[Stored items]
***
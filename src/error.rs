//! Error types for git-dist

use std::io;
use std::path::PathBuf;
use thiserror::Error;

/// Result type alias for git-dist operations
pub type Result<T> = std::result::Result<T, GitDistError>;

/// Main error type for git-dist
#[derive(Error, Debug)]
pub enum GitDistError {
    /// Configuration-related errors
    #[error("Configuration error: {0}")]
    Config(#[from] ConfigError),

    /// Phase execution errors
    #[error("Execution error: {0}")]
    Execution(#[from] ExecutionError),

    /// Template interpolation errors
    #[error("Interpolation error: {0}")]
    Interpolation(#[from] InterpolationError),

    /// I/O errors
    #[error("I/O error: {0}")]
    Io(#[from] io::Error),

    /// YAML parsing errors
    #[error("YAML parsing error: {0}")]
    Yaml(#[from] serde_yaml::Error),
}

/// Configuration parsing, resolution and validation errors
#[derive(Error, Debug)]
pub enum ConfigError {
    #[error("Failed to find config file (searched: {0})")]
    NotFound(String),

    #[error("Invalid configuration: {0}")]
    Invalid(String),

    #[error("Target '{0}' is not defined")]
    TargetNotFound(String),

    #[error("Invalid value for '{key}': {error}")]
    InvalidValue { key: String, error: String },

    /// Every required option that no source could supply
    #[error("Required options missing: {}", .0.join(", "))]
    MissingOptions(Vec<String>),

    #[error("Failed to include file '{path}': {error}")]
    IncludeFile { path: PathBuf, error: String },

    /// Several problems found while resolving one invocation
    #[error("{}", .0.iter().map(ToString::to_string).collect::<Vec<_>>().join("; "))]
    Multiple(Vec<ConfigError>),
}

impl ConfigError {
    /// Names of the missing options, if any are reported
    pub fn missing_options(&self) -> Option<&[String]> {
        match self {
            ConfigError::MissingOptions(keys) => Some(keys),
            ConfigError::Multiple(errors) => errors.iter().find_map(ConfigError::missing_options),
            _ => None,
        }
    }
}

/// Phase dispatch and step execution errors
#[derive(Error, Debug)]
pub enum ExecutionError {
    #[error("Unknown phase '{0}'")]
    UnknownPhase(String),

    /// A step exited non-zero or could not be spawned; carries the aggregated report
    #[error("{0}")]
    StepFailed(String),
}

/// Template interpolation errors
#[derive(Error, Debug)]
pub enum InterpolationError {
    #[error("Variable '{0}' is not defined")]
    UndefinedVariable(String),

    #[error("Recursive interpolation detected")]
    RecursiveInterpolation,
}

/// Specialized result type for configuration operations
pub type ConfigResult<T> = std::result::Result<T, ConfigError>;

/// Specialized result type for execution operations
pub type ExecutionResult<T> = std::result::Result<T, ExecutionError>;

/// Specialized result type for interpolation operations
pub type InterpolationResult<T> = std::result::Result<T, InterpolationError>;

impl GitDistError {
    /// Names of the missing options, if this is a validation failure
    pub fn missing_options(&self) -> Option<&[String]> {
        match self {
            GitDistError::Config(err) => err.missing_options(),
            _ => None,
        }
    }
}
***
### Required action
List every line in the records above that contains the word "enum".

### Answer section
pub enum GitDistError {
pub enum ConfigError {
pub enum ExecutionError {
pub enum InterpolationError {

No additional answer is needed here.